▸ EXERCISE BRIEF: Your task is to retype all of the records below with complete accuracy.

▸ LISTED RECORDS:
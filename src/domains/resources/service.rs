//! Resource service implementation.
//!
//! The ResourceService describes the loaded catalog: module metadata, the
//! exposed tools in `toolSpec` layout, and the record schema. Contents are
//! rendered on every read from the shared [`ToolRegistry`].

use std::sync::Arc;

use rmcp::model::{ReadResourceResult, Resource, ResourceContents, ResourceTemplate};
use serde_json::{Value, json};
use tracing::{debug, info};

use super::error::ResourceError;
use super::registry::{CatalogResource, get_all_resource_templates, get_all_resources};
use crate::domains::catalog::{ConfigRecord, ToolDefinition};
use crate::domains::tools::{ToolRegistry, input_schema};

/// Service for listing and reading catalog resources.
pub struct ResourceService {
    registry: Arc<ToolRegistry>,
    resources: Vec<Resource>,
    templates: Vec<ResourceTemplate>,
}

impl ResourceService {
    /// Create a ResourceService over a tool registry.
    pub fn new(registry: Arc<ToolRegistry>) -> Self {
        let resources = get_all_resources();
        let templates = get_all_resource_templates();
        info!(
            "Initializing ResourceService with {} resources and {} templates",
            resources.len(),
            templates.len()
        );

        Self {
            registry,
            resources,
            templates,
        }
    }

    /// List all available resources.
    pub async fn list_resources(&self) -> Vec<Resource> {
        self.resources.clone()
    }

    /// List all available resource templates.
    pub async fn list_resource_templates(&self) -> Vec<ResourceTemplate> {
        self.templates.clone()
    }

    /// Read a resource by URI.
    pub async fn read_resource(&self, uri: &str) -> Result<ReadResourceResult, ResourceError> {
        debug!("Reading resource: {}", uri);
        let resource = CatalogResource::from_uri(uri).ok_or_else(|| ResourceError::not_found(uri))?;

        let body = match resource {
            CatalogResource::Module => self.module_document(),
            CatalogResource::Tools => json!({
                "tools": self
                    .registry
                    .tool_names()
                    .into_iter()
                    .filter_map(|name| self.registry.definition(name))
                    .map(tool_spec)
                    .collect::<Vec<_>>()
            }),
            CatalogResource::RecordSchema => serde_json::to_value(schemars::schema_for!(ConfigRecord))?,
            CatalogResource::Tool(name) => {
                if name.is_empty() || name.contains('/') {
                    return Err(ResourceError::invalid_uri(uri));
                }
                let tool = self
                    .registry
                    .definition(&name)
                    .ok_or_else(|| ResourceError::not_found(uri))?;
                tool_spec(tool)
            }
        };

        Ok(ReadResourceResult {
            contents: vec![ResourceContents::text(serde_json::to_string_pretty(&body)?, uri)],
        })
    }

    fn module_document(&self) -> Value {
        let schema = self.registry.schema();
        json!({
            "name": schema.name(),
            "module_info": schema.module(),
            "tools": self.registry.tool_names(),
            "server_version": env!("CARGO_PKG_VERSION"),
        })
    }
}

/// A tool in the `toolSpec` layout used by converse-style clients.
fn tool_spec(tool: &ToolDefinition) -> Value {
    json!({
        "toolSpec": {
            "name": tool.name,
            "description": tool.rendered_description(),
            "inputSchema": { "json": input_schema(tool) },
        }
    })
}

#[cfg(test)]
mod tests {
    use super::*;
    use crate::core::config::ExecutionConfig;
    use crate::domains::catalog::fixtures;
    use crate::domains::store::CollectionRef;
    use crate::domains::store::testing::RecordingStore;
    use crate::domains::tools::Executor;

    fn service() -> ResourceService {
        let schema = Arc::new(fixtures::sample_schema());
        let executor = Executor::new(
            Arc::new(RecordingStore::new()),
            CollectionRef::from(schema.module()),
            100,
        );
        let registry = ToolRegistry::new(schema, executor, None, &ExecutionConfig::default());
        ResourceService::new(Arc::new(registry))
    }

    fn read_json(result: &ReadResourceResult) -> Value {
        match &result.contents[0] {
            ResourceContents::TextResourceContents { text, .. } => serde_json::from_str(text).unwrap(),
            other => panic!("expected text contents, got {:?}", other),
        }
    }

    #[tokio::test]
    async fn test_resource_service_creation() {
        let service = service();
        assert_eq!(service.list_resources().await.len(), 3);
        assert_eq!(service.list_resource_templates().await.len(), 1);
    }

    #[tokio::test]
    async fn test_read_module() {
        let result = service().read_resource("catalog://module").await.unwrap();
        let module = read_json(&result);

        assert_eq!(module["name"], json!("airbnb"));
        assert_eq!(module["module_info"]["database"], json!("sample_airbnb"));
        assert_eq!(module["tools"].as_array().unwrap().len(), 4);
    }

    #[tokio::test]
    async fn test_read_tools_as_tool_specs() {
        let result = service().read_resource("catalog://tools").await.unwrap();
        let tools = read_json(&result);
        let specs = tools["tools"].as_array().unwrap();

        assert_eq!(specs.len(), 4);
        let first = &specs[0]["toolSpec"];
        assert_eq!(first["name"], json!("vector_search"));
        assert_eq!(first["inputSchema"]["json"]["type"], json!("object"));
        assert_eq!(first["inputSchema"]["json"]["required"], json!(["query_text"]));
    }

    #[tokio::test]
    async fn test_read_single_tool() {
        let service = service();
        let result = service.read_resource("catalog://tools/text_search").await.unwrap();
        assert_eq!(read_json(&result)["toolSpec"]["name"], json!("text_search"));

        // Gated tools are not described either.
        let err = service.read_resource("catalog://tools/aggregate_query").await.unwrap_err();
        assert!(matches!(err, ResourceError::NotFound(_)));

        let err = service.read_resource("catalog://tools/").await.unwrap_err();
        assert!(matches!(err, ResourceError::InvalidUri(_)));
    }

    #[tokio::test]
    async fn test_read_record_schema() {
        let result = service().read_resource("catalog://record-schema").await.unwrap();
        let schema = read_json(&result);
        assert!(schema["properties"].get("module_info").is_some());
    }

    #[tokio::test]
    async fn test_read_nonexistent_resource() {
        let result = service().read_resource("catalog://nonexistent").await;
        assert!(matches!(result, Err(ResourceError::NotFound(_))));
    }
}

▸ RESULT FOR THIS EXERCISE:
filename src/domains/resources/service.rs
//! Resource service implementation.
//!
//! The ResourceService describes the loaded catalog: module metadata, the
//! exposed tools in `toolSpec` layout, and the record schema. Contents are
//! rendered on every read from the shared [`ToolRegistry`].

use std::sync::Arc;

use rmcp::model::{ReadResourceResult, Resource, ResourceContents, ResourceTemplate};
use serde_json::{Value, json};
use tracing::{debug, info};

use super::error::ResourceError;
use super::registry::{CatalogResource, get_all_resource_templates, get_all_resources};
use crate::domains::catalog::{ConfigRecord, ToolDefinition};
use crate::domains::tools::{ToolRegistry, input_schema};

/// Service for listing and reading catalog resources.
pub struct ResourceService {
    registry: Arc<ToolRegistry>,
    resources: Vec<Resource>,
    templates: Vec<ResourceTemplate>,
}

impl ResourceService {
    /// Create a ResourceService over a tool registry.
    pub fn new(registry: Arc<ToolRegistry>) -> Self {
        let resources = get_all_resources();
        let templates = get_all_resource_templates();
        info!(
            "Initializing ResourceService with {} resources and {} templates",
            resources.len(),
            templates.len()
        );

        Self {
            registry,
            resources,
            templates,
        }
    }

    /// List all available resources.
    pub async fn list_resources(&self) -> Vec<Resource> {
        self.resources.clone()
    }

    /// List all available resource templates.
    pub async fn list_resource_templates(&self) -> Vec<ResourceTemplate> {
        self.templates.clone()
    }

    /// Read a resource by URI.
    pub async fn read_resource(&self, uri: &str) -> Result<ReadResourceResult, ResourceError> {
        debug!("Reading resource: {}", uri);
        let resource = CatalogResource::from_uri(uri).ok_or_else(|| ResourceError::not_found(uri))?;

        let body = match resource {
            CatalogResource::Module => self.module_document(),
            CatalogResource::Tools => json!({
                "tools": self
                    .registry
                    .tool_names()
                    .into_iter()
                    .filter_map(|name| self.registry.definition(name))
                    .map(tool_spec)
                    .collect::<Vec<_>>()
            }),
            CatalogResource::RecordSchema => serde_json::to_value(schemars::schema_for!(ConfigRecord))?,
            CatalogResource::Tool(name) => {
                if name.is_empty() || name.contains('/') {
                    return Err(ResourceError::invalid_uri(uri));
                }
                let tool = self
                    .registry
                    .definition(&name)
                    .ok_or_else(|| ResourceError::not_found(uri))?;
                tool_spec(tool)
            }
        };

        Ok(ReadResourceResult {
            contents: vec![ResourceContents::text(serde_json::to_string_pretty(&body)?, uri)],
        })
    }

    fn module_document(&self) -> Value {
        let schema = self.registry.schema();
        json!({
            "name": schema.name(),
            "module_info": schema.module(),
            "tools": self.registry.tool_names(),
            "server_version": env!("CARGO_PKG_VERSION"),
        })
    }
}

/// A tool in the `toolSpec` layout used by converse-style clients.
fn tool_spec(tool: &ToolDefinition) -> Value {
    json!({
        "toolSpec": {
            "name": tool.name,
            "description": tool.rendered_description(),
            "inputSchema": { "json": input_schema(tool) },
        }
    })
}

#[cfg(test)]
mod tests {
    use super::*;
    use crate::core::config::ExecutionConfig;
    use crate::domains::catalog::fixtures;
    use crate::domains::store::CollectionRef;
    use crate::domains::store::testing::RecordingStore;
    use crate::domains::tools::Executor;

    fn service() -> ResourceService {
        let schema = Arc::new(fixtures::sample_schema());
        let executor = Executor::new(
            Arc::new(RecordingStore::new()),
            CollectionRef::from(schema.module()),
            100,
        );
        let registry = ToolRegistry::new(schema, executor, None, &ExecutionConfig::default());
        ResourceService::new(Arc::new(registry))
    }

    fn read_json(result: &ReadResourceResult) -> Value {
        match &result.contents[0] {
            ResourceContents::TextResourceContents { text, .. } => serde_json::from_str(text).unwrap(),
            other => panic!("expected text contents, got {:?}", other),
        }
    }

    #[tokio::test]
    async fn test_resource_service_creation() {
        let service = service();
        assert_eq!(service.list_resources().await.len(), 3);
        assert_eq!(service.list_resource_templates().await.len(), 1);
    }

    #[tokio::test]
    async fn test_read_module() {
        let result = service().read_resource("catalog://module").await.unwrap();
        let module = read_json(&result);

        assert_eq!(module["name"], json!("airbnb"));
        assert_eq!(module["module_info"]["database"], json!("sample_airbnb"));
        assert_eq!(module["tools"].as_array().unwrap().len(), 4);
    }

    #[tokio::test]
    async fn test_read_tools_as_tool_specs() {
        let result = service().read_resource("catalog://tools").await.unwrap();
        let tools = read_json(&result);
        let specs = tools["tools"].as_array().unwrap();

        assert_eq!(specs.len(), 4);
        let first = &specs[0]["toolSpec"];
        assert_eq!(first["name"], json!("vector_search"));
        assert_eq!(first["inputSchema"]["json"]["type"], json!("object"));
        assert_eq!(first["inputSchema"]["json"]["required"], json!(["query_text"]));
    }

    #[tokio::test]
    async fn test_read_single_tool() {
        let service = service();
        let result = service.read_resource("catalog://tools/text_search").await.unwrap();
        assert_eq!(read_json(&result)["toolSpec"]["name"], json!("text_search"));

        // Gated tools are not described either.
        let err = service.read_resource("catalog://tools/aggregate_query").await.unwrap_err();
        assert!(matches!(err, ResourceError::NotFound(_)));

        let err = service.read_resource("catalog://tools/").await.unwrap_err();
        assert!(matches!(err, ResourceError::InvalidUri(_)));
    }

    #[tokio::test]
    async fn test_read_record_schema() {
        let result = service().read_resource("catalog://record-schema").await.unwrap();
        let schema = read_json(&result);
        assert!(schema["properties"].get("module_info").is_some());
    }

    #[tokio::test]
    async fn test_read_nonexistent_resource() {
        let result = service().read_resource("catalog://nonexistent").await;
        assert!(matches!(result, Err(ResourceError::NotFound(_))));
    }
}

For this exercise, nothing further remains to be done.